From the Braver Institute
Lately there has been a little bit of snow in the air, and when that happens I am reminded of two things: first, how much I like the summer, and second how I haven’t seen a snowstorm in nearly 20 years.
No, this isn’t going to be one of those stupid stories about how winter isn’t as tough as it was way back when, and all of the blah, blah, blah that goes with such stories. No, this is about how winter where I am now is different from winter where I was then. What I call a little snow in the air, I have heard others call a blizzard.
I would argue that these people have never really experienced a blizzard.
The house I grew up in sits almost exactly half-a-mile from the shore of Lake Superior, just off of highway M-28, which runs nearly the length of Michigan’s Upper Peninsula for those readers who are not familiar with the U.P.
The stretch of M-28 that runs between the towns of Munising and Marquette is rumored to be one of the most frequently closed stretches of road in the United States. I don’t know whether this is the truth or not, but I do know that it gets closed an awful lot during the winter. The high winds off of the lake can create white-out conditions with even a slight amount of snow falling. Every time the highway was closed, kids who lived on or around it weren’t able to go to school, even though the rest of the world could. I am sure that my reduced education is evident to everyone I meet.
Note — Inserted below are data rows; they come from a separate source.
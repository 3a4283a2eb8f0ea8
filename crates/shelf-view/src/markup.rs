//! HTML projection of the listing, and seeding from server-rendered markup
//!
//! Rendering is a pure function of state. Scraping is only used once, to
//! derive an initial catalog from the page when nothing is stored yet.

use crate::list::{ItemElement, ProductList};
use crate::phase::ItemPhase;
use once_cell::sync::Lazy;
use regex::Regex;
use shelf_catalog::{parse_display_price, PriceFormatter, Product};
use std::borrow::Cow;
use std::fmt::Write as _;
use url::Url;

/// Class marking a product element
pub const ITEM_CLASS: &str = "product-item";

/// Longest entity name or numeric reference considered, `;` included
const MAX_REFERENCE_LEN: usize = 12;

static OPEN_TAG: Lazy<Regex> = Lazy::new(|| {
    Regex::new(r#"(?s)<([A-Za-z][A-Za-z0-9]*)\b((?:[^>"']|"[^"]*"|'[^']*')*)>"#)
        .expect("valid regex")
});
static CLASS_ATTR: Lazy<Regex> = Lazy::new(|| {
    Regex::new(r#"(?is)(?:^|\s)class\s*=\s*(?:"([^"]*)"|'([^']*)'|([^\s"'>]+))"#)
        .expect("valid regex")
});
static SRC_ATTR: Lazy<Regex> = Lazy::new(|| {
    Regex::new(r#"(?is)(?:^|\s)src\s*=\s*(?:"([^"]*)"|'([^']*)'|([^\s"'>]+))"#)
        .expect("valid regex")
});
static ANY_TAG: Lazy<Regex> =
    Lazy::new(|| Regex::new(r#"(?s)<(?:[^>"']|"[^"]*"|'[^']*')*>"#).expect("valid regex"));
static COMMENT: Lazy<Regex> =
    Lazy::new(|| Regex::new(r"(?s)<!--.*?(?:-->|\z)").expect("valid regex"));

/// Render one product as an item element
///
/// The image is left out when its URL does not parse.
#[must_use]
pub fn render_item(product: &Product, formatter: &PriceFormatter) -> String {
    render_element(product, formatter, "", "")
}

/// Render the whole container, including fading and hidden state
#[must_use]
pub fn render_list(list: &ProductList, formatter: &PriceFormatter) -> String {
    let mut out = String::from(r#"<section id="product-list" class="products">"#);
    for item in list.items() {
        out.push_str(&render_item_element(item, formatter));
    }
    out.push_str("</section>");
    out
}

fn render_item_element(item: &ItemElement, formatter: &PriceFormatter) -> String {
    let (extra_class, style) = match item.phase {
        ItemPhase::Visible => ("", ""),
        ItemPhase::FadingOut { .. } => (" is-hiding", r#" style="opacity: 0""#),
        ItemPhase::Hidden => (" is-hiding", r#" style="display: none""#),
    };
    let attrs = format!(r#" data-id="{}"{style}"#, item.id.0);
    render_element(&item.product, formatter, extra_class, &attrs)
}

fn render_element(
    product: &Product,
    formatter: &PriceFormatter,
    extra_class: &str,
    attrs: &str,
) -> String {
    let mut out = String::new();
    let _ = write!(out, r#"<article class="{ITEM_CLASS}{extra_class}"{attrs}>"#);

    if let Some(img) = product.image_url.as_deref().filter(|u| Url::parse(u).is_ok()) {
        let _ = write!(
            out,
            r#"<img src="{}" alt="{}" loading="lazy">"#,
            escape_html(img),
            escape_html(&product.name)
        );
    }
    let _ = write!(out, r#"<h3 class="product-name">{}</h3>"#, escape_html(&product.name));
    if let Some(desc) = product.description.as_deref() {
        let _ = write!(out, r#"<p class="product-desc">{}</p>"#, escape_html(desc));
    }
    let _ = write!(
        out,
        r#"<p class="price">{}</p>"#,
        escape_html(&formatter.format(product.price))
    );
    out.push_str("</article>");
    out
}

/// Derive products from server-rendered item elements
///
/// Each element carrying the `product-item` class yields one product:
/// - name: `.product-name`, else the first `h3`/`h2`
/// - description: `.product-desc`, else the first `p` without `.price`
/// - price: digits of the `.price` text
/// - image: `src` of the first `img`
#[must_use]
pub fn scrape_products(markup: &str) -> Vec<Product> {
    // An unterminated comment runs to the end of the document.
    let markup = COMMENT.replace_all(markup, "");
    let markup = markup.as_ref();
    let mut products = Vec::new();
    let mut cursor = 0;

    for caps in OPEN_TAG.captures_iter(markup) {
        let Some(open) = caps.get(0) else {
            continue;
        };
        if open.start() < cursor || !has_class(&caps[2], ITEM_CLASS) {
            continue;
        }
        let tag = caps[1].to_ascii_lowercase();
        let Some((inner, end)) = element_inner(markup, &tag, open.end()) else {
            continue;
        };
        products.push(scrape_item(inner));
        cursor = end;
    }

    tracing::debug!(products = products.len(), "scraped product markup");
    products
}

fn scrape_item(body: &str) -> Product {
    let name = find_text(body, |_, attrs| has_class(attrs, "product-name"))
        .or_else(|| find_text(body, |tag, _| tag == "h3" || tag == "h2"))
        .unwrap_or_default();
    let description = find_text(body, |_, attrs| has_class(attrs, "product-desc"))
        .or_else(|| find_text(body, |tag, attrs| tag == "p" && !has_class(attrs, "price")))
        .unwrap_or_default();
    let price = find_text(body, |_, attrs| has_class(attrs, "price"))
        .map_or(0.0, |text| parse_display_price(&text));
    let image_url = OPEN_TAG
        .captures_iter(body)
        .find(|caps| caps[1].eq_ignore_ascii_case("img"))
        .and_then(|caps| attr_value(&SRC_ATTR, &caps[2]))
        .unwrap_or_default();

    Product::new(name, price)
        .with_description(description)
        .with_image_url(image_url)
}

/// Trimmed text content of the first element accepted by `pred(tag, attrs)`
fn find_text(body: &str, pred: impl Fn(&str, &str) -> bool) -> Option<String> {
    OPEN_TAG.captures_iter(body).find_map(|caps| {
        let tag = caps[1].to_ascii_lowercase();
        if !pred(&tag, &caps[2]) {
            return None;
        }
        let open = caps.get(0)?;
        let (inner, _) = element_inner(body, &tag, open.end())?;
        Some(text_content(inner))
    })
}

/// Content between an opening tag ending at `from` and its matching close,
/// plus the offset just past the close tag. Same-name nesting is honoured.
fn element_inner<'a>(html: &'a str, tag: &str, from: usize) -> Option<(&'a str, usize)> {
    let lower = html.to_ascii_lowercase();
    let open_pat = format!("<{tag}");
    let close_pat = format!("</{tag}");
    let mut depth = 1usize;
    let mut pos = from;

    while pos < lower.len() {
        let next_open = find_tag(&lower, &open_pat, pos);
        let next_close = find_tag(&lower, &close_pat, pos)?;
        match next_open {
            Some(o) if o < next_close => {
                depth += 1;
                pos = o + open_pat.len();
            }
            _ => {
                depth -= 1;
                if depth == 0 {
                    let end = lower[next_close..]
                        .find('>')
                        .map_or(lower.len(), |i| next_close + i + 1);
                    return Some((&html[from..next_close], end));
                }
                pos = next_close + close_pat.len();
            }
        }
    }
    None
}

/// Position of `<name` or `</name` not followed by another name character
fn find_tag(lower: &str, pat: &str, from: usize) -> Option<usize> {
    let mut pos = from;
    while let Some(i) = lower[pos..].find(pat) {
        let at = pos + i;
        let after = lower.as_bytes().get(at + pat.len()).copied();
        if !after.is_some_and(|b| b.is_ascii_alphanumeric()) {
            return Some(at);
        }
        pos = at + pat.len();
    }
    None
}

fn has_class(attrs: &str, class: &str) -> bool {
    attr_value(&CLASS_ATTR, attrs).is_some_and(|value| value.split_whitespace().any(|c| c == class))
}

fn attr_value(re: &Regex, attrs: &str) -> Option<String> {
    let caps = re.captures(attrs)?;
    let raw = caps.get(1).or_else(|| caps.get(2)).or_else(|| caps.get(3))?.as_str();
    Some(decode_entities(raw).into_owned())
}

fn text_content(inner: &str) -> String {
    let stripped = ANY_TAG.replace_all(inner, "");
    decode_entities(&stripped).trim().to_string()
}

/// Escape text for element content and quoted attribute values
#[must_use]
pub fn escape_html(text: &str) -> Cow<'_, str> {
    if !text.contains(['&', '<', '>', '"', '\'']) {
        return Cow::Borrowed(text);
    }
    let mut out = String::with_capacity(text.len() + 8);
    for c in text.chars() {
        match c {
            '&' => out.push_str("&amp;"),
            '<' => out.push_str("&lt;"),
            '>' => out.push_str("&gt;"),
            '"' => out.push_str("&quot;"),
            '\'' => out.push_str("&#39;"),
            _ => out.push(c),
        }
    }
    Cow::Owned(out)
}

/// Decode character references as an HTML parser would for text and
/// attribute values. Unknown or malformed references stay literal.
fn decode_entities(text: &str) -> Cow<'_, str> {
    if !text.contains('&') {
        return Cow::Borrowed(text);
    }
    let mut out = String::with_capacity(text.len());
    let mut rest = text;
    while let Some(amp) = rest.find('&') {
        out.push_str(&rest[..amp]);
        let tail = &rest[amp..];
        match decode_reference(tail) {
            Some((c, len)) => {
                out.push(c);
                rest = &tail[len..];
            }
            None => {
                out.push('&');
                rest = &tail[1..];
            }
        }
    }
    out.push_str(rest);
    Cow::Owned(out)
}

/// Character for the reference opening `tail`, and the reference's byte length
fn decode_reference(tail: &str) -> Option<(char, usize)> {
    let semi = tail
        .char_indices()
        .take(MAX_REFERENCE_LEN)
        .find_map(|(i, c)| (c == ';').then_some(i))?;
    let name = &tail[1..semi];

    let c = if let Some(number) = name.strip_prefix('#') {
        let code = match number.strip_prefix(['x', 'X']) {
            Some(hex) if !hex.is_empty() && hex.bytes().all(|b| b.is_ascii_hexdigit()) => {
                u32::from_str_radix(hex, 16).ok()?
            }
            None if !number.is_empty() && number.bytes().all(|b| b.is_ascii_digit()) => {
                number.parse::<u32>().ok()?
            }
            _ => return None,
        };
        match code {
            0 => char::REPLACEMENT_CHARACTER,
            _ => char::from_u32(code).unwrap_or(char::REPLACEMENT_CHARACTER),
        }
    } else {
        match name {
            "amp" => '&',
            "lt" => '<',
            "gt" => '>',
            "quot" => '"',
            "apos" => '\'',
            "nbsp" => '\u{a0}',
            _ => return None,
        }
    };
    Some((c, semi + 1))
}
That’s just the way it is on that stretch of road. M-28 takes the full force of a wind that builds for 150 unobstructed miles. At the lake shore, you may not be able to see your hand in front of your face, but a mile inland it could be a beautifully sunny day.
For at least one winter I tended bar at Mean Gene’s Lakeside Inn. As it’s name suggests, the Lakeside Inn was situated just a few hundred feet from the lake edge. The only thing that prevented it from being waterfront property was M-28.
Since I lived in a trailer behind the bar, I was able to get to work regardless of the weather conditions. Actually, being at work was preferable to being in the trailer. One insanely snowy afternoon I was standing behind the bar, looking out the front window. The highway was closed, and as a result there were no customers, so the only thing for me to do was shoot pool, smoke cigarettes, and stare out that window. Except there was nothing to see. Such was the quantity of snow coming down, being driven by the ferocity of the wind that it was simply impossible to see anything. As I stood there looking at the snow, I thought I saw a faint yellow glow. At first I thought I was imagining it. Then I thought I was seeing a reflection of the lamp on the wall behind me. Then there was a second one, and then another.
The source of these glowing lights, I would discover, were snowmobiles that had pulled right up to the window. I could not see the riders, or any part of the snowmobiles, just the lights. These sleds were less than ten feet from the window.
I do not think there ever was a time where I saw riders so relieved to be off of the trail. They could travel only at very slow speeds, and even at that they kept crashing into each other. They were riding blind. It was only a momentary break in the snow that allowed them to see the hulking structure that was the Lakeside Inn—and salvation from the storm.
This roadside haven was also a welcome sight to motorists who found themselves caught in less than safe travelling conditions.
One night during a storm a vehicle pulled in, and the family that arrived in it asked if they could wait inside for the storm to pass. Shortly after another vehicle pulled in, the occupants of which asked the same thing. These travelers told of the numerous vehicles they had seen in the ditch. They were afraid to keep driving for fear of running into another vehicle, yet they were afraid to stop for fear of being run into. They wondered why the highway had not been closed, and asked if I would call the State Police to let them know of the stranded cars they had seen, and that the highway should be closed.
The person I talked to at Central Dispatch informed me that the closing of the highway was a decision made by the road commission, and the State Police. As of that time a decision had not been made to close the highway. I was told they would send a patrol car out to investigate the conditions.
Some time after that, three more vehicles pulled into the parking lot. As these people walked into the bar, I asked if they knew if the highway had been closed yet. They said that they did not know, but a State Police officer had led them in, and had ordered them to wait here until the storm was over.
There we all sat like a big group of stranded strangers in some kind of sappy, family-feel-good TV movieof the-week. I made coffee and hot chocolate for everyone, and burgers and fries for those who were hungry.
After a couple of hours the wind had died down. Someone asked how they would know when the weather was clear enough to continue on. I walked out the back door of the inn, and down the driveway to the highway. Stepping onto the road, I looked out across the lake to the northwest, and I could see the lights of Marquette some fifteen miles across the water. I knew it was safe for my guests to be on their way—even though there was still a little bit of snow in the air.